Tuesday 29 June 2021

Machine learning dataset and repositories

 It is always good idea to practice and learn with real dataset. There are many websites that publishes open datasets for training different models. There are few websites that list open data repositories. These are called Meta portals. Below are the links to the repositories. Make sure to check the data size before downloading.
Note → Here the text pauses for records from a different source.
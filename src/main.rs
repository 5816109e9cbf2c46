//! Interactive shell for trying out a brain.
//!
//! Loads every path given on the command line (files or directories), sorts
//! the replies and then reads messages from stdin, one per line. Lines that
//! start with `/` are shell commands, see `/help`.
mod debug_report;

use std::io::{self, BufRead, IsTerminal, Write};
use std::path::PathBuf;
use std::process::ExitCode;

use clap::Parser;
use rivescript::{Bot, Options};

#[derive(Parser)]
#[command(name = "rivescript")]
#[command(about = "Chat with a brain loaded from rule scripts")]
#[command(version)]
struct Cli {
    /// Script files or directories to load
    #[arg(required = true)]
    paths: Vec<PathBuf>,

    /// Keep non-ASCII characters in messages and triggers
    #[arg(long)]
    utf8: bool,

    /// Load triggers even when they fail the syntax checks
    #[arg(long)]
    nostrict: bool,

    /// Maximum redirect and macro nesting per reply
    #[arg(long, default_value_t = 50)]
    depth: usize,

    /// User id the messages are sent as
    #[arg(short, long, default_value = "localuser")]
    user: String,

    /// Print what matched and how long each reply took
    #[arg(long)]
    trace: bool,

    /// Force ANSI color output
    #[arg(long, conflicts_with = "no_color")]
    color: bool,

    /// Disable ANSI color output
    #[arg(long)]
    no_color: bool,

    /// Verbose logging (-v, -vv, -vvv for more)
    #[arg(short, long, action = clap::ArgAction::Count)]
    verbose: u8,
}

fn main() -> ExitCode {
    let cli = Cli::parse();
    init_logging(cli.verbose);

    let options = Options { strict: !cli.nostrict, depth: cli.depth, utf8: cli.utf8, ..Options::default() };
    let mut bot = Bot::new(options);

    for path in &cli.paths {
        let loaded = if path.is_dir() { bot.load_directory(path, &[]).map(|_| ()) } else { bot.load_file(path) };
        if let Err(err) = loaded {
            eprintln!("error: {err}");
            return ExitCode::from(2);
        }
    }
    bot.sort_replies();

    let color = if cli.color {
        true
    } else if cli.no_color {
        false
    } else {
        io::stdout().is_terminal()
    };

    match repl(&bot, &cli.user, cli.trace, color) {
        Ok(()) => ExitCode::SUCCESS,
        Err(err) => {
            eprintln!("error: {err}");
            ExitCode::FAILURE
        }
    }
}

fn repl(bot: &Bot, user: &str, trace: bool, color: bool) -> io::Result<()> {
    let stdin = io::stdin();
    let mut stdout = io::stdout();
    println!("Type a message to the bot and press Return. /help lists the commands.");

    loop {
        write!(stdout, "You> ")?;
        stdout.flush()?;

        let mut line = String::new();
        if stdin.lock().read_line(&mut line)? == 0 {
            println!();
            return Ok(());
        }
        let message = line.trim();

        match message {
            "" => continue,
            "/quit" | "/exit" => return Ok(()),
            "/help" => print_help(),
            "/dump topics" => debug_report::print_topics(&bot.topic_summaries(), color),
            "/dump sorted" => debug_report::print_sorted(&bot.topic_summaries(), color),
            _ if message.starts_with('/') => println!("Unknown command {message}, try /help"),
            _ => match bot.reply_verbose(user, message) {
                Ok(details) => {
                    println!("Bot> {}", details.reply);
                    if trace {
                        debug_report::print_reply(&details, color);
                    }
                }
                Err(err) => eprintln!("error: {err}"),
            },
        }
    }
}

fn init_logging(verbosity: u8) {
    let level = match verbosity {
        0 => log::LevelFilter::Warn,
        1 => log::LevelFilter::Info,
        2 => log::LevelFilter::Debug,
        _ => log::LevelFilter::Trace,
    };
    env_logger::Builder::new()
        .filter_level(level)
        .parse_default_env()
        .format(|fmt, record| {
            writeln!(
                fmt,
                "{} [{}] {}",
                chrono::Local::now().format("%H:%M:%S%.3f"),
                record.level(),
                record.args()
            )
        })
        .init();
}

fn print_help() {
    println!(
        "Commands:
  /help          Show this message.
  /dump topics   List topics with their includes, inherits and triggers.
  /dump sorted   Show every topic's sort buffer in match order.
  /quit          Leave the shell."
    );
}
Some datasets are really huge which will take considerable amount of time and internet bandwidth to download.

Data repositories:

  • https://en.wikipedia.org/wiki/List_of_datasets_for_machine-learning_research
  • http://archive.ics.uci.edu/ml/index.php
  • https://registry.opendata.aws/
  • https://www.quora.com/Where-can-I-find-large-datasets-open-to-the-public
  • https://www.kaggle.com/datasets
  • http://dataportals.org/
  • https://opendatamonitor.eu/frontend/web/index.php?r=dashboard%2Findex
  • https://www.quandl.com/

Sunday 27 June 2021

Types of Machine Learning Systems

There are different categories of systems available for Machine Learning. These systems are mostly classified based on below criteria:

  • Systems that require human supervision for example Supervised , Unsupervised , Semi supervised and Reinforcement learnings.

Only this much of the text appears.